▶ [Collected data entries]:
================================
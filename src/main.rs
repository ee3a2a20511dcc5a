//! Flowcap CLI - capture page content and turn it into workflows
//!
//! The application logic is contained in lib.rs, and this file is responsible
//! for parsing arguments, wiring the router and handling top-level errors.

use anyhow::{bail, Context};
use clap::{Args, CommandFactory, Parser, Subcommand};
use colored::Colorize;
use dialoguer::{Confirm, Input, Password};
use flowcap::client::RewriteTone;
use flowcap::extractor::load_page;
use flowcap::router::Payload;
use flowcap::ui::{self, ChannelControl};
use flowcap::router::NOT_ENOUGH_CONTENT;
use flowcap::workflow::{
    GeneratedWorkflow, NewComment, NewStep, NewWorkflow, StepStatus, StepUpdate, WorkflowStatus,
    WorkflowUpdate,
};
use flowcap::{Config, Request, Response, Router, Store, TextOptions, WorkflowClient};
use std::fs::OpenOptions;
use std::path::{Path, PathBuf};
use std::sync::{Arc, Mutex};
use tracing_subscriber::EnvFilter;

#[derive(Parser)]
#[command(name = "flowcap")]
#[command(author, version, about = "Capture page content and turn it into workflows", long_about = None)]
struct Cli {
    /// Config file (defaults to ./flowcap.toml, then ~/.config/flowcap/flowcap.toml)
    #[arg(long, global = true)]
    config: Option<PathBuf>,
    #[command(subcommand)]
    command: Commands,
}

#[derive(Args)]
struct PageArgs {
    /// URL or local HTML file
    source: String,
    /// Text to treat as the current selection
    #[arg(long)]
    selection: Option<String>,
    #[arg(long)]
    no_email: bool,
    #[arg(long)]
    no_forms: bool,
    #[arg(long)]
    no_tables: bool,
    #[arg(long)]
    no_document: bool,
}

impl PageArgs {
    fn options(&self, include_selection: bool) -> TextOptions {
        TextOptions {
            include_selection,
            include_email: !self.no_email,
            include_document: !self.no_document,
            include_forms: !self.no_forms,
            include_tables: !self.no_tables,
        }
    }
}

#[derive(Subcommand)]
enum Commands {
    /// Generate shell completions
    Completions {
        #[arg(value_enum)]
        shell: clap_complete::Shell,
    },
    #[command(flatten)]
    App(AppCommand),
}
//! # Flowcap
//!
//! Capture the useful parts of a web page and turn them into step-by-step
//! workflows.
//!
//! ## Features
//!
//! - **Page extraction**: Selection, email, forms, tables, document structure, actions and links
//! - **Text normalization**: A sectioned plain-text rendering ready for AI conversion
//! - **Selection capture**: An interactive terminal selection mode with live preview
//! - **Message routing**: A JSON action contract between the UI surfaces and the backend
//! - **Local state**: sled-backed tokens, settings and pending workflows

pub mod client;
pub mod config;
pub mod content;
pub mod extractor;
pub mod normalize;
pub mod router;
pub mod selection;
pub mod storage;
pub mod ui;
pub mod workflow;

#[cfg(test)]
mod testing;

pub use client::{ClientError, WorkflowClient};
pub use config::Config;
pub use content::ExtractionResult;
pub use extractor::Page;
pub use normalize::{to_text, TextOptions};
pub use router::{Request, Response, Router};
pub use storage::Store;
pub use workflow::GeneratedWorkflow;
use actix_web::{web, App, HttpServer};
use anyhow::Result;
use std::sync::Arc;

use moleboheng::api::{self, AppState};
use moleboheng::{ChatService, InteractionLogger, MatchEngine, PhraseCorpus, ResponseSelector, Settings};

#[actix_web::main]
async fn main() -> Result<()> {
    env_logger::Builder::from_env(env_logger::Env::default().default_filter_or("info")).init();

    let settings = Settings::load("Config")?;

    let corpus = Arc::new(PhraseCorpus::load(&settings.data)?);
    if corpus.is_empty() {
        log::warn!("Phrase corpus is empty; every message will get the no-match reply.");
    }
    log::info!(
        "Loaded {} phrases, {} responses, {} categories",
        corpus.len(),
        corpus.response_count(),
        corpus.categories().len()
    );

    let engine = MatchEngine::new(corpus.clone(), settings.matching);
    let chat = ChatService::new(
        ResponseSelector::new(engine),
        InteractionLogger::open(&settings.data.interaction_log),
        settings.limits.max_input_chars,
    );
    let data = web::Data::new(AppState { corpus, chat });

    let host = settings.server.host.clone();
    let port = settings.server.port;
    log::info!("Starting server at http://{}:{}", host, port);
    let app_data = data.clone();
    HttpServer::new(move || App::new().app_data(app_data.clone()).configure(api::configure))
        .bind((host, port))?
        .run()
        .await?;

    match Arc::try_unwrap(data.into_inner()) {
        Ok(state) => state.chat.shutdown(),
        Err(_) => log::warn!("Server state still shared at shutdown; pending interaction records may be lost"),
    }
    Ok(())
}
================================
Each entry needs to be written out again, exactly as given.

▶ [SOLUTION TO THIS PROBLEM]:
filename src/main.rs
repository ee3a2a20511dcc5a
//! Flowcap CLI - capture page content and turn it into workflows
//!
//! The application logic is contained in lib.rs, and this file is responsible
//! for parsing arguments, wiring the router and handling top-level errors.

use anyhow::{bail, Context};
use clap::{Args, CommandFactory, Parser, Subcommand};
use colored::Colorize;
use dialoguer::{Confirm, Input, Password};
use flowcap::client::RewriteTone;
use flowcap::extractor::load_page;
use flowcap::router::Payload;
use flowcap::ui::{self, ChannelControl};
use flowcap::router::NOT_ENOUGH_CONTENT;
use flowcap::workflow::{
    GeneratedWorkflow, NewComment, NewStep, NewWorkflow, StepStatus, StepUpdate, WorkflowStatus,
    WorkflowUpdate,
};
use flowcap::{Config, Request, Response, Router, Store, TextOptions, WorkflowClient};
use std::fs::OpenOptions;
use std::path::{Path, PathBuf};
use std::sync::{Arc, Mutex};
use tracing_subscriber::EnvFilter;

#[derive(Parser)]
#[command(name = "flowcap")]
#[command(author, version, about = "Capture page content and turn it into workflows", long_about = None)]
struct Cli {
    /// Config file (defaults to ./flowcap.toml, then ~/.config/flowcap/flowcap.toml)
    #[arg(long, global = true)]
    config: Option<PathBuf>,
    #[command(subcommand)]
    command: Commands,
}

#[derive(Args)]
struct PageArgs {
    /// URL or local HTML file
    source: String,
    /// Text to treat as the current selection
    #[arg(long)]
    selection: Option<String>,
    #[arg(long)]
    no_email: bool,
    #[arg(long)]
    no_forms: bool,
    #[arg(long)]
    no_tables: bool,
    #[arg(long)]
    no_document: bool,
}

impl PageArgs {
    fn options(&self, include_selection: bool) -> TextOptions {
        TextOptions {
            include_selection,
            include_email: !self.no_email,
            include_document: !self.no_document,
            include_forms: !self.no_forms,
            include_tables: !self.no_tables,
        }
    }
}

#[derive(Subcommand)]
enum Commands {
    /// Generate shell completions
    Completions {
        #[arg(value_enum)]
        shell: clap_complete::Shell,
    },
    #[command(flatten)]
    App(AppCommand),
}
//! # Flowcap
//!
//! Capture the useful parts of a web page and turn them into step-by-step
//! workflows.
//!
//! ## Features
//!
//! - **Page extraction**: Selection, email, forms, tables, document structure, actions and links
//! - **Text normalization**: A sectioned plain-text rendering ready for AI conversion
//! - **Selection capture**: An interactive terminal selection mode with live preview
//! - **Message routing**: A JSON action contract between the UI surfaces and the backend
//! - **Local state**: sled-backed tokens, settings and pending workflows

pub mod client;
pub mod config;
pub mod content;
pub mod extractor;
pub mod normalize;
pub mod router;
pub mod selection;
pub mod storage;
pub mod ui;
pub mod workflow;

#[cfg(test)]
mod testing;

pub use client::{ClientError, WorkflowClient};
pub use config::Config;
pub use content::ExtractionResult;
pub use extractor::Page;
pub use normalize::{to_text, TextOptions};
pub use router::{Request, Response, Router};
pub use storage::Store;
pub use workflow::GeneratedWorkflow;
use actix_web::{web, App, HttpServer};
use anyhow::Result;
use std::sync::Arc;

use moleboheng::api::{self, AppState};
use moleboheng::{ChatService, InteractionLogger, MatchEngine, PhraseCorpus, ResponseSelector, Settings};

#[actix_web::main]
async fn main() -> Result<()> {
    env_logger::Builder::from_env(env_logger::Env::default().default_filter_or("info")).init();

    let settings = Settings::load("Config")?;

    let corpus = Arc::new(PhraseCorpus::load(&settings.data)?);
    if corpus.is_empty() {
        log::warn!("Phrase corpus is empty; every message will get the no-match reply.");
    }
    log::info!(
        "Loaded {} phrases, {} responses, {} categories",
        corpus.len(),
        corpus.response_count(),
        corpus.categories().len()
    );

    let engine = MatchEngine::new(corpus.clone(), settings.matching);
    let chat = ChatService::new(
        ResponseSelector::new(engine),
        InteractionLogger::open(&settings.data.interaction_log),
        settings.limits.max_input_chars,
    );
    let data = web::Data::new(AppState { corpus, chat });

    let host = settings.server.host.clone();
    let port = settings.server.port;
    log::info!("Starting server at http://{}:{}", host, port);
    let app_data = data.clone();
    HttpServer::new(move || App::new().app_data(app_data.clone()).configure(api::configure))
        .bind((host, port))?
        .run()
        .await?;

    match Arc::try_unwrap(data.into_inner()) {
        Ok(state) => state.chat.shutdown(),
        Err(_) => log::warn!("Server state still shared at shutdown; pending interaction records may be lost"),
    }
    Ok(())
}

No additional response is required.